■ What is needed
Out of the records below, copy all lines in which the word "reply" occurs.

*** Source records

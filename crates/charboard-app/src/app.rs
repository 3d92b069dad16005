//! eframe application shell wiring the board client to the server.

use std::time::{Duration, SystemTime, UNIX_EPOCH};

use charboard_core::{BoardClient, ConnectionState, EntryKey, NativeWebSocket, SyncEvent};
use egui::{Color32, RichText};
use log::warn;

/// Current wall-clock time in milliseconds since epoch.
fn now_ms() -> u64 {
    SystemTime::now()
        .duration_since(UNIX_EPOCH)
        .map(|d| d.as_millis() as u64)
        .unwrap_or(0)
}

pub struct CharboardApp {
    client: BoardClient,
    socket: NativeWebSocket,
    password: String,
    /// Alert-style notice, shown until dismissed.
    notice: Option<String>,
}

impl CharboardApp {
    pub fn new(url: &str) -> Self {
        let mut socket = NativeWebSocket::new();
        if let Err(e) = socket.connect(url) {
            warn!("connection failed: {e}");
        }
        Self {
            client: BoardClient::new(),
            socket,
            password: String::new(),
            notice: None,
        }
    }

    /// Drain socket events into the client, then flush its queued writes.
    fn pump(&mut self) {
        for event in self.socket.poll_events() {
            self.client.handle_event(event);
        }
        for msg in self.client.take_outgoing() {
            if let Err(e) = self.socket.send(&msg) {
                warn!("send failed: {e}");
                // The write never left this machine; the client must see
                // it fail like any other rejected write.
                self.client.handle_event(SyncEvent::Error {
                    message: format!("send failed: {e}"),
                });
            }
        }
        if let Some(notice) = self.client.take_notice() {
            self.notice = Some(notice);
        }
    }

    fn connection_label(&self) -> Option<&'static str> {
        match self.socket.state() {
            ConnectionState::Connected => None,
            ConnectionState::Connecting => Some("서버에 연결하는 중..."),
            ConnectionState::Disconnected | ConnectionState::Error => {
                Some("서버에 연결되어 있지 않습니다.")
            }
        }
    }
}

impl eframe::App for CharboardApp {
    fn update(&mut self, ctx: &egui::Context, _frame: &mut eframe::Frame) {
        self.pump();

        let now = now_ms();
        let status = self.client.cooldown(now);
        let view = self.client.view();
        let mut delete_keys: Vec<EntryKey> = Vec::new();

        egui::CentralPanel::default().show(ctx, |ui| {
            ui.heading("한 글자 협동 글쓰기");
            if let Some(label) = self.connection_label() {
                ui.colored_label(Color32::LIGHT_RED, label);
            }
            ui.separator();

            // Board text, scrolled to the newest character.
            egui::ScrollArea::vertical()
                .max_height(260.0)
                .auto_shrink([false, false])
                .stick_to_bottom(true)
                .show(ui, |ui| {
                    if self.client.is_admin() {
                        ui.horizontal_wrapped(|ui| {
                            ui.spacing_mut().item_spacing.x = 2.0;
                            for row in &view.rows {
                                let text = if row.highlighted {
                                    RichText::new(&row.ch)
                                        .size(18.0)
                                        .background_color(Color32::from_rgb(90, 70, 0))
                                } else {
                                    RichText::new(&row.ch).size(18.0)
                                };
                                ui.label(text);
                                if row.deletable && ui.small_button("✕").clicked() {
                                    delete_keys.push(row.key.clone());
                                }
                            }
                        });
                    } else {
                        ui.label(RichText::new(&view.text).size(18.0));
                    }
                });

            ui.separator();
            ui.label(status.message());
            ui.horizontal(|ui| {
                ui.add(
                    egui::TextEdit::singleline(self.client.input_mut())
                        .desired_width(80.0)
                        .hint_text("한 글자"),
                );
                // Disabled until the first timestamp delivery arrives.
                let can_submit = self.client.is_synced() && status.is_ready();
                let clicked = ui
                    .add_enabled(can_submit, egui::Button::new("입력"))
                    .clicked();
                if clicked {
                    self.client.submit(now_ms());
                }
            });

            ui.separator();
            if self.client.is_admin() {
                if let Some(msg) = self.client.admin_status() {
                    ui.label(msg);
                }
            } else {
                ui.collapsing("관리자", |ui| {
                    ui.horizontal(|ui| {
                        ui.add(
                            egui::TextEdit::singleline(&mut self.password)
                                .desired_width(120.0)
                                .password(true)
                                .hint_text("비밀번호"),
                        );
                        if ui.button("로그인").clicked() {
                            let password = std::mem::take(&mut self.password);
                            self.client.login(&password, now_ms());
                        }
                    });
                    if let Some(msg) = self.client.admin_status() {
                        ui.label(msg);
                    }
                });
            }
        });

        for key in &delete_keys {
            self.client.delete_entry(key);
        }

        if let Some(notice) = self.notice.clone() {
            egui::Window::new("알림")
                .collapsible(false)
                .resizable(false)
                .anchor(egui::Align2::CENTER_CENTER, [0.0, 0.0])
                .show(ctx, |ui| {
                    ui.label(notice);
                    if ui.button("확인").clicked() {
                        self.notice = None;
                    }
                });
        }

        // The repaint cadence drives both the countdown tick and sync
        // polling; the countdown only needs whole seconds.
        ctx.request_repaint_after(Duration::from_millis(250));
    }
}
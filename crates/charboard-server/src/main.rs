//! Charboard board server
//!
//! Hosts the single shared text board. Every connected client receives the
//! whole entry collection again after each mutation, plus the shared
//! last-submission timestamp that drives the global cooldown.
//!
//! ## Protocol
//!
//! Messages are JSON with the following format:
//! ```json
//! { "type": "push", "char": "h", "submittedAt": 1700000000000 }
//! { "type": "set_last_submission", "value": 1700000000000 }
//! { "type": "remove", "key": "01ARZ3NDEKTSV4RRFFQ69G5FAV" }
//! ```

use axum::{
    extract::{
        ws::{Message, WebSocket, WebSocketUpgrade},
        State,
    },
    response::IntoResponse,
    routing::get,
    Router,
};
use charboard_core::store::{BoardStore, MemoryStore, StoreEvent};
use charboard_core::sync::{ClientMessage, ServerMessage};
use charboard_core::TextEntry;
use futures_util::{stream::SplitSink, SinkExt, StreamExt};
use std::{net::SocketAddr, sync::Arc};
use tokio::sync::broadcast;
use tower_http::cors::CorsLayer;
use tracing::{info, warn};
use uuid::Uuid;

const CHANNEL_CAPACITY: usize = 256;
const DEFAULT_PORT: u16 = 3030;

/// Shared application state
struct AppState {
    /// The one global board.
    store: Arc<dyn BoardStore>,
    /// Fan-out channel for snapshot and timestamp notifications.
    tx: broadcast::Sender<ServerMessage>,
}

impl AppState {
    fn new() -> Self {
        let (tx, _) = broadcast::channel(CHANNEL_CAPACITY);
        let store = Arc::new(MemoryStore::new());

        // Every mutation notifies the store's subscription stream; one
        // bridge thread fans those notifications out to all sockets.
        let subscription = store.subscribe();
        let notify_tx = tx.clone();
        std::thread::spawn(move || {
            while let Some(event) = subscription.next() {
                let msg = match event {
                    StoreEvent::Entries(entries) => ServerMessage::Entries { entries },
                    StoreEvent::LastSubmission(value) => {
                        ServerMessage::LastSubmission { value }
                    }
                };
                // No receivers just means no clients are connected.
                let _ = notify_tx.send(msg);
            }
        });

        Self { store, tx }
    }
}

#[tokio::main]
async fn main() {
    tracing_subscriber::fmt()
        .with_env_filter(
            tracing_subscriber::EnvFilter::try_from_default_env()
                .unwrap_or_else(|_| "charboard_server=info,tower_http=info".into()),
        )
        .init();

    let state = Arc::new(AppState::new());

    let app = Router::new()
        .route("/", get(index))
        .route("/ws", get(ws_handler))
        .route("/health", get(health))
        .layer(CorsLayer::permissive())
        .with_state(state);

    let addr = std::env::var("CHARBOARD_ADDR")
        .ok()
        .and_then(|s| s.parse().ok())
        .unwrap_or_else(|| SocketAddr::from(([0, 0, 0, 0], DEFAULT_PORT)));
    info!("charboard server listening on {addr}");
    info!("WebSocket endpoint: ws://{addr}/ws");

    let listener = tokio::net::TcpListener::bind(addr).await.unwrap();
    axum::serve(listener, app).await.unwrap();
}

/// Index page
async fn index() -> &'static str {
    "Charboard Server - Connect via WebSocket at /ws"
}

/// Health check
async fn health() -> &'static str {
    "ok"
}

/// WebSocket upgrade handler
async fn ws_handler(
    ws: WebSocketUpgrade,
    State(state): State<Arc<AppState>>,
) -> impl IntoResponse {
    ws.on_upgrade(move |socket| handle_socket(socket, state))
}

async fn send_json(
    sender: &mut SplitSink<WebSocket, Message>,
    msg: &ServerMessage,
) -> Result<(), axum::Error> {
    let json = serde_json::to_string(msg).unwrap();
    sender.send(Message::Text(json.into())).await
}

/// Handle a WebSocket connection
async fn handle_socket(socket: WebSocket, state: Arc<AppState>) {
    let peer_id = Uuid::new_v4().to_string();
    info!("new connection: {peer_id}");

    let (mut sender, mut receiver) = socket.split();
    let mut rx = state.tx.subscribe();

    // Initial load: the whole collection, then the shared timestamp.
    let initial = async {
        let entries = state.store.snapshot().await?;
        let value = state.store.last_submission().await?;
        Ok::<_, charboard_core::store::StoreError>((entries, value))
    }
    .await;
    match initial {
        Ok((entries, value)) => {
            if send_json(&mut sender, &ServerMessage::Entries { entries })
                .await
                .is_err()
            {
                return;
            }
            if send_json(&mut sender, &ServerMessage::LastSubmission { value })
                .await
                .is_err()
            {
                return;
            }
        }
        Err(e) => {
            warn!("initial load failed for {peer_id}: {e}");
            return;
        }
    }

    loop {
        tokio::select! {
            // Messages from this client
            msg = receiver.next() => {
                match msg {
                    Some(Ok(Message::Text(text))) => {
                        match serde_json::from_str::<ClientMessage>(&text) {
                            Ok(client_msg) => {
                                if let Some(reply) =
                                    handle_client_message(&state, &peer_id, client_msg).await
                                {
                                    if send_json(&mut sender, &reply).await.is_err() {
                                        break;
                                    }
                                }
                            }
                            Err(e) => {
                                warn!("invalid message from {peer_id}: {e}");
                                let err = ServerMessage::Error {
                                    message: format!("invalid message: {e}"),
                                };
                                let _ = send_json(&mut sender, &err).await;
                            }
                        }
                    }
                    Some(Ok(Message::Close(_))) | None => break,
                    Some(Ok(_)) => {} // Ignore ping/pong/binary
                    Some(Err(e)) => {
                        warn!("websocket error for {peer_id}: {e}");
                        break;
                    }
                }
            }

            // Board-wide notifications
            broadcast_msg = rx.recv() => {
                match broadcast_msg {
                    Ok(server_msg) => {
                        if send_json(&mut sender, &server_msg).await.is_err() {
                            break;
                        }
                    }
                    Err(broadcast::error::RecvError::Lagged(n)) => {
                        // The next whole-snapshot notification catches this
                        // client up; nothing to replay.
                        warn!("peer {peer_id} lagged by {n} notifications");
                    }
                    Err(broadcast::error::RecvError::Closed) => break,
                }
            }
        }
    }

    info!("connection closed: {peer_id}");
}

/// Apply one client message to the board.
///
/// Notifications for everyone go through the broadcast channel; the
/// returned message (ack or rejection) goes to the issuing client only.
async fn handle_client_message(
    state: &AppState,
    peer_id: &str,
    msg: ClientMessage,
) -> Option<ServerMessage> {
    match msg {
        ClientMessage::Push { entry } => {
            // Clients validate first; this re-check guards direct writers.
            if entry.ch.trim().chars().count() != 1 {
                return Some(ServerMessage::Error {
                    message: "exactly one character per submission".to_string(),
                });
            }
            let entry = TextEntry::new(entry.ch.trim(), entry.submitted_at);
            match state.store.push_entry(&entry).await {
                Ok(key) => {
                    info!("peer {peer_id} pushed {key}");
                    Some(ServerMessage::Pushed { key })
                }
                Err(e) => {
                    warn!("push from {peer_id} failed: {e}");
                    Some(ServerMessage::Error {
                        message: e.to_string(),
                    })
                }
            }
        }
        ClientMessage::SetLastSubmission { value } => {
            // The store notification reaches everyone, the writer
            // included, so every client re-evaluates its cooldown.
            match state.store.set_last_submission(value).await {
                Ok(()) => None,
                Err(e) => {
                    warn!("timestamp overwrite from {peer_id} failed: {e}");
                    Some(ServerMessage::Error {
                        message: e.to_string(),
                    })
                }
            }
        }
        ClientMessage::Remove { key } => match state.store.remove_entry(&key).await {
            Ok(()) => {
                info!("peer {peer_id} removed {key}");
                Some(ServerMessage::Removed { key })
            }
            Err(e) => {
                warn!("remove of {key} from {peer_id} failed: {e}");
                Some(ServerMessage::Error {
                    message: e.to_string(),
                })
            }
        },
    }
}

******

■ Exercise result
                                if let Some(reply) =
                                    if send_json(&mut sender, &reply).await.is_err() {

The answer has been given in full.